TASK ITEM: Each line in the listing below that contains "TransportConnection" should be returned.

DATA:

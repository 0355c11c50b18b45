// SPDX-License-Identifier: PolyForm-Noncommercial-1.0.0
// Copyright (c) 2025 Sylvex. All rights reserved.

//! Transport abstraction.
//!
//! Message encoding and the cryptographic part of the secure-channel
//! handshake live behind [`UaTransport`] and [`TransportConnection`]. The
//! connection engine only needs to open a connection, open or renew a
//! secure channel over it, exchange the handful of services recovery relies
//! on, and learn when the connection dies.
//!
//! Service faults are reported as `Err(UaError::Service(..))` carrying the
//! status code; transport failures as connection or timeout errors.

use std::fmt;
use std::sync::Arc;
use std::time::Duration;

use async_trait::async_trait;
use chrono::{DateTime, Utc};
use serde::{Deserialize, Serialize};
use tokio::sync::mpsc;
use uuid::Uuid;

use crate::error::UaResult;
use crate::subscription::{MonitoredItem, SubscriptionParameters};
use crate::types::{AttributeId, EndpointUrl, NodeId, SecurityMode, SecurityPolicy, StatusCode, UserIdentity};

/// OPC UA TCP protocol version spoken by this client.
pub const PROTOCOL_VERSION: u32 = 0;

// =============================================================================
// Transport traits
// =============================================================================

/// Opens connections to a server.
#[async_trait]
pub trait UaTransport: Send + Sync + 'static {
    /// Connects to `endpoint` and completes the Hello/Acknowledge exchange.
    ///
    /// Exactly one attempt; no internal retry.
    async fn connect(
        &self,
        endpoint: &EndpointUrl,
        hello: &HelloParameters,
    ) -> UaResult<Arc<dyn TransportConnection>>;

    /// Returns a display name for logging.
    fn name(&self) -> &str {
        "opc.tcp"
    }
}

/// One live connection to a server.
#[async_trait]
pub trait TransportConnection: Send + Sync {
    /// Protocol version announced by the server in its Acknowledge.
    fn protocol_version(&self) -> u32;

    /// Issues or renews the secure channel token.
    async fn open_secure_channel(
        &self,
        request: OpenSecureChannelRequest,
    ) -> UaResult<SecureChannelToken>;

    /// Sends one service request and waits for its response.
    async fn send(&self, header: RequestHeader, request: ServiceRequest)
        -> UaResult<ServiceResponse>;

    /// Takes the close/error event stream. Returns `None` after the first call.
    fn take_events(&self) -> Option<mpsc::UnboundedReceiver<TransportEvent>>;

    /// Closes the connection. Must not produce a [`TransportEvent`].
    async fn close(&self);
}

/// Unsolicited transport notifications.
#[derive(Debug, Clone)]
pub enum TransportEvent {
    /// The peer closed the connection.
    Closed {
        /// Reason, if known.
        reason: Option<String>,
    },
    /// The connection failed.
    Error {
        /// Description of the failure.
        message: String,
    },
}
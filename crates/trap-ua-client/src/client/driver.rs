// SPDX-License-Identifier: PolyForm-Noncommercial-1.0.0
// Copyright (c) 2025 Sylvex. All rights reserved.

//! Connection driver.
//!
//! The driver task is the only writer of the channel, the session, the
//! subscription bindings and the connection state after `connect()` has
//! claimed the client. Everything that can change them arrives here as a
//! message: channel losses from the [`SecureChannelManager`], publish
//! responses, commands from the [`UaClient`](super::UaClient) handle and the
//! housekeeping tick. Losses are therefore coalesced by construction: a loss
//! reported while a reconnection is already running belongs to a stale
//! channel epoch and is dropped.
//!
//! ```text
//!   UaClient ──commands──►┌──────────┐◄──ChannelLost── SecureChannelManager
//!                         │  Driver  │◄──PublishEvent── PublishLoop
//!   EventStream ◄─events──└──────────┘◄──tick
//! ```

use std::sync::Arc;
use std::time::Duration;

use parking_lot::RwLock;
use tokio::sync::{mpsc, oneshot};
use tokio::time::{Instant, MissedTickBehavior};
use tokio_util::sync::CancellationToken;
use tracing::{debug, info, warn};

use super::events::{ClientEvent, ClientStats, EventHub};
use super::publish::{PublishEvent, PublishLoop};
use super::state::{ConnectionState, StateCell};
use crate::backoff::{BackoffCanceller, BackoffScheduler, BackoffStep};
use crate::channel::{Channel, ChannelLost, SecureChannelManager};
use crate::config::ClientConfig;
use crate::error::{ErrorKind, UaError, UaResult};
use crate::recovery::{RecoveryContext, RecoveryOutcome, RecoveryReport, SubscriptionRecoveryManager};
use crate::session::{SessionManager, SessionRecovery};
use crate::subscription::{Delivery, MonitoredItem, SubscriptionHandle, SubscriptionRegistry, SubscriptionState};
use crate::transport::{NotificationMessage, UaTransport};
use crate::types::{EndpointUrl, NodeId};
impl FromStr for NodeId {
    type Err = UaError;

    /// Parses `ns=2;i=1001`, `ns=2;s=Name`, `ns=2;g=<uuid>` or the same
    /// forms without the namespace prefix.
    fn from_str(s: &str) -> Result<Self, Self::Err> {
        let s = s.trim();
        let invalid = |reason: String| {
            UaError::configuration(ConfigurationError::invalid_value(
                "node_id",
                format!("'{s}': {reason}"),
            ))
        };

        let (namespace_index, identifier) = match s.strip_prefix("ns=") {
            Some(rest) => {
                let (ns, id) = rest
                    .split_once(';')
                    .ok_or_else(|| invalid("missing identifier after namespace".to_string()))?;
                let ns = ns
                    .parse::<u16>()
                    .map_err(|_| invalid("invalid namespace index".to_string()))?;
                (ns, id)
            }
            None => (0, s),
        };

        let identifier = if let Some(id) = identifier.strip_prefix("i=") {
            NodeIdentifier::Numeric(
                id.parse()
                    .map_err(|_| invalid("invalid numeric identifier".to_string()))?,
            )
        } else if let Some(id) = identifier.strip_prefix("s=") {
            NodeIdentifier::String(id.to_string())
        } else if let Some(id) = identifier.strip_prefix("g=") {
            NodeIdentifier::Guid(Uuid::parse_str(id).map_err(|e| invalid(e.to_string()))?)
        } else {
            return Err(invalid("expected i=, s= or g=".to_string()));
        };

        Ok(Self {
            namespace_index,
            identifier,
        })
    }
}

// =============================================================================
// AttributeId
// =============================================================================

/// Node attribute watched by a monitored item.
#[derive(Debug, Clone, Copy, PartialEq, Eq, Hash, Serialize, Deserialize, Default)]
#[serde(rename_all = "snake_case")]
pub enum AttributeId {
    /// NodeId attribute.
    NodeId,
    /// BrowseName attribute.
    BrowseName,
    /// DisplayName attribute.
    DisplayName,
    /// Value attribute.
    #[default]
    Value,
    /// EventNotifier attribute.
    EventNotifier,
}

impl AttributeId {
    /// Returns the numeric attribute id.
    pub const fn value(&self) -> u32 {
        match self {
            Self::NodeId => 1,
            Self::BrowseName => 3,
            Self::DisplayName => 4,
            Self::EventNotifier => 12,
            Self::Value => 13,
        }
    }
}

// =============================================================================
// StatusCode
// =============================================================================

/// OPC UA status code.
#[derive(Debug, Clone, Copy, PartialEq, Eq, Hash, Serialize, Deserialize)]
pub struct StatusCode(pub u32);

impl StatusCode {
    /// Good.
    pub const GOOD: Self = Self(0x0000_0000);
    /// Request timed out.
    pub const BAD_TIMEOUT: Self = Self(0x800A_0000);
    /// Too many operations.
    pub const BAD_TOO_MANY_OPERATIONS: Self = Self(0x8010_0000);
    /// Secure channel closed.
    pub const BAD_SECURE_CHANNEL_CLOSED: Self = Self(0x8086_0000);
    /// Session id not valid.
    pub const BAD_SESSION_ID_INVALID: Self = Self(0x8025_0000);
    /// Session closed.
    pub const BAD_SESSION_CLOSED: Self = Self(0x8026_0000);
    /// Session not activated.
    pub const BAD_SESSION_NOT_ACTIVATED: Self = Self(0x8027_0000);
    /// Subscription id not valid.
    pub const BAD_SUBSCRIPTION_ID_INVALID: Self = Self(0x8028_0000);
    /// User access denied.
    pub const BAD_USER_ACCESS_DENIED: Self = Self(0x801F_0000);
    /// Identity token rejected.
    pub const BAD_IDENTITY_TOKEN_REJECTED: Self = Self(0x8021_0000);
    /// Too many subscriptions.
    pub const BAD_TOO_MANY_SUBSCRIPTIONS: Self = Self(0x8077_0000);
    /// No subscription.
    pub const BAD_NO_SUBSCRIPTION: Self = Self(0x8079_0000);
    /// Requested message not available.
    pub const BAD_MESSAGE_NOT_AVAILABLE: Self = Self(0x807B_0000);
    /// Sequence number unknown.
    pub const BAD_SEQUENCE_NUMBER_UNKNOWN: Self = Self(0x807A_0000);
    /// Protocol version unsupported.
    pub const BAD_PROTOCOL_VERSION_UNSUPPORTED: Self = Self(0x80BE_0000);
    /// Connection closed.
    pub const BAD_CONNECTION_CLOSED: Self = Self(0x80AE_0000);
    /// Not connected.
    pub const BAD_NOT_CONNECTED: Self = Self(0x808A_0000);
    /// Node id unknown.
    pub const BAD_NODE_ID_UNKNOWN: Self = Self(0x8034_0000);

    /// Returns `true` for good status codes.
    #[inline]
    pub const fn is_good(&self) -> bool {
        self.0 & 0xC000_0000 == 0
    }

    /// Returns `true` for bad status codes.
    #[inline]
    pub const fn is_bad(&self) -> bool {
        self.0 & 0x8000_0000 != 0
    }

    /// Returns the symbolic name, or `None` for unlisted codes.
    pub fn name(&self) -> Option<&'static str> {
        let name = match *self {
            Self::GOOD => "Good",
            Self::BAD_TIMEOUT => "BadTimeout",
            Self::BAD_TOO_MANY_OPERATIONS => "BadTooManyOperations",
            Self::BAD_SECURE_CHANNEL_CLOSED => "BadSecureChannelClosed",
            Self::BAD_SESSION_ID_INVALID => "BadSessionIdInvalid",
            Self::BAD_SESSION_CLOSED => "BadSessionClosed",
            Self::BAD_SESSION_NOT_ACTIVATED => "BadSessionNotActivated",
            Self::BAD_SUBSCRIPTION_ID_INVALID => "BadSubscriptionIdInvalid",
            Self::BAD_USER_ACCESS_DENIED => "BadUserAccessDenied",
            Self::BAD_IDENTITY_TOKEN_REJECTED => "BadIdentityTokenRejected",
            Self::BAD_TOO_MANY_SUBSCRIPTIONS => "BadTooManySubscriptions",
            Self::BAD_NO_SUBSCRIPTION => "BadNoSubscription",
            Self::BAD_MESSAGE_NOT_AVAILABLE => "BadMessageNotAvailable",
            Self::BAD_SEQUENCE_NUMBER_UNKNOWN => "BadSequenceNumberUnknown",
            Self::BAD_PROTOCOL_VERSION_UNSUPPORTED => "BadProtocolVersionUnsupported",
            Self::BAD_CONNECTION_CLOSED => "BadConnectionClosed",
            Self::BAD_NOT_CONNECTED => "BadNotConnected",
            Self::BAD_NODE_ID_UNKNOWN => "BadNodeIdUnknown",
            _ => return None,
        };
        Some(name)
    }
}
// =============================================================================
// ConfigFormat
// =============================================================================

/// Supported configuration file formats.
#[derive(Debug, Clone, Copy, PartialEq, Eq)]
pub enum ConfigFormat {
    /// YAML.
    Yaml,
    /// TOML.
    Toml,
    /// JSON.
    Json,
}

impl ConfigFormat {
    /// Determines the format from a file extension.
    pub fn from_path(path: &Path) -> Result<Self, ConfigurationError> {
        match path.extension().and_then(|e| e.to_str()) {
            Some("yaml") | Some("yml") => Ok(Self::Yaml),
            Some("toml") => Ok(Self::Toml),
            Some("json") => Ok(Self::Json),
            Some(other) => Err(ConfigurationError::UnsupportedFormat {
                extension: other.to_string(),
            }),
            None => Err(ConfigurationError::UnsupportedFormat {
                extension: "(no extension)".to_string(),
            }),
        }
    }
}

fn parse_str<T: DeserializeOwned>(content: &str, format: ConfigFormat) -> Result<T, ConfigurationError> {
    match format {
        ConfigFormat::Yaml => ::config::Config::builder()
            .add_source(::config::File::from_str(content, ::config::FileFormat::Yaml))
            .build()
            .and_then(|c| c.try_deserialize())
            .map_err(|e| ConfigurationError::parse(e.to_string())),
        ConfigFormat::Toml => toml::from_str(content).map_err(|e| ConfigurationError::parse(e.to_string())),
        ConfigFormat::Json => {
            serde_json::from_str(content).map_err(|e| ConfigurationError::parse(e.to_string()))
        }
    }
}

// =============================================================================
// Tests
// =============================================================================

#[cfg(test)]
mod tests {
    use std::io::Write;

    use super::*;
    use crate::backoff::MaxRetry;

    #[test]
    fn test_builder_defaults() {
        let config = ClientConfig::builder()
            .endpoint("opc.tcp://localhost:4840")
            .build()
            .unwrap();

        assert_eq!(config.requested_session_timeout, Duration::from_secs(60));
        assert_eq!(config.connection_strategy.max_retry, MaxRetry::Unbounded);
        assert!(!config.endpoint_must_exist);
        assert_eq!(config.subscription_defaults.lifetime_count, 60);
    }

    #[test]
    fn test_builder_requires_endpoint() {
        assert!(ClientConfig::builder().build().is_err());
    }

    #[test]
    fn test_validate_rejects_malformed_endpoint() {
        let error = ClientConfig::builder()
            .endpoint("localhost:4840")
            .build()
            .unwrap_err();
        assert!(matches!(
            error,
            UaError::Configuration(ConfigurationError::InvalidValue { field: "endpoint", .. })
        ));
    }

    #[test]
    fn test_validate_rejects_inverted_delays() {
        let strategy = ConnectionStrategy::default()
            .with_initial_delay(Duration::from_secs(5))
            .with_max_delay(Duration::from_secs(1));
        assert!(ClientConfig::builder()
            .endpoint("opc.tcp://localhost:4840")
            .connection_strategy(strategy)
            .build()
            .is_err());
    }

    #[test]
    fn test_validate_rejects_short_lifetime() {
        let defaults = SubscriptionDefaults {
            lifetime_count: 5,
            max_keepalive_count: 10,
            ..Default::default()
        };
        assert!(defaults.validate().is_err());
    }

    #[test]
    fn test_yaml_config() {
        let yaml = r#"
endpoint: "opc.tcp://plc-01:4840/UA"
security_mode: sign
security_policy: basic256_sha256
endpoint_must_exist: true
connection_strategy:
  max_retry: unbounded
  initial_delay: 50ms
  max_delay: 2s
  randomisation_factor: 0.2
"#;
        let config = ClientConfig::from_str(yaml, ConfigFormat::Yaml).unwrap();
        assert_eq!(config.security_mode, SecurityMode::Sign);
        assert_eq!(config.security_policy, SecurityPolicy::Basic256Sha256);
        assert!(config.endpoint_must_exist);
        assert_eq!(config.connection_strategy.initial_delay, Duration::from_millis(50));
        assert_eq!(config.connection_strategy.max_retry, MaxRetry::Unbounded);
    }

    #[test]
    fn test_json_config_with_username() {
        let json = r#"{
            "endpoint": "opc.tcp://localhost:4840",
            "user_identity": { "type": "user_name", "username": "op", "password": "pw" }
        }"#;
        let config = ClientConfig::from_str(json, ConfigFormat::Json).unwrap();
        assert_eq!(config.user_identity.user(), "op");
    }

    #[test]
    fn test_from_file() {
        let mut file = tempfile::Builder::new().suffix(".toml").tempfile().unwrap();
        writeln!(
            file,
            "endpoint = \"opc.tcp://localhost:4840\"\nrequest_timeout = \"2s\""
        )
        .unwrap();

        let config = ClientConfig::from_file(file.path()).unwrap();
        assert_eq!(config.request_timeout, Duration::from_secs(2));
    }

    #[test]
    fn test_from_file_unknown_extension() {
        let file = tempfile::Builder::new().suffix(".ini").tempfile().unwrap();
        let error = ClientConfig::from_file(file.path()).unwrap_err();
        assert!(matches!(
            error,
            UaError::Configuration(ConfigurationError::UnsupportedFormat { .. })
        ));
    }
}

WRITTEN ANSWER:
//! handshake live behind [`UaTransport`] and [`TransportConnection`]. The
    ) -> UaResult<Arc<dyn TransportConnection>>;
pub trait TransportConnection: Send + Sync {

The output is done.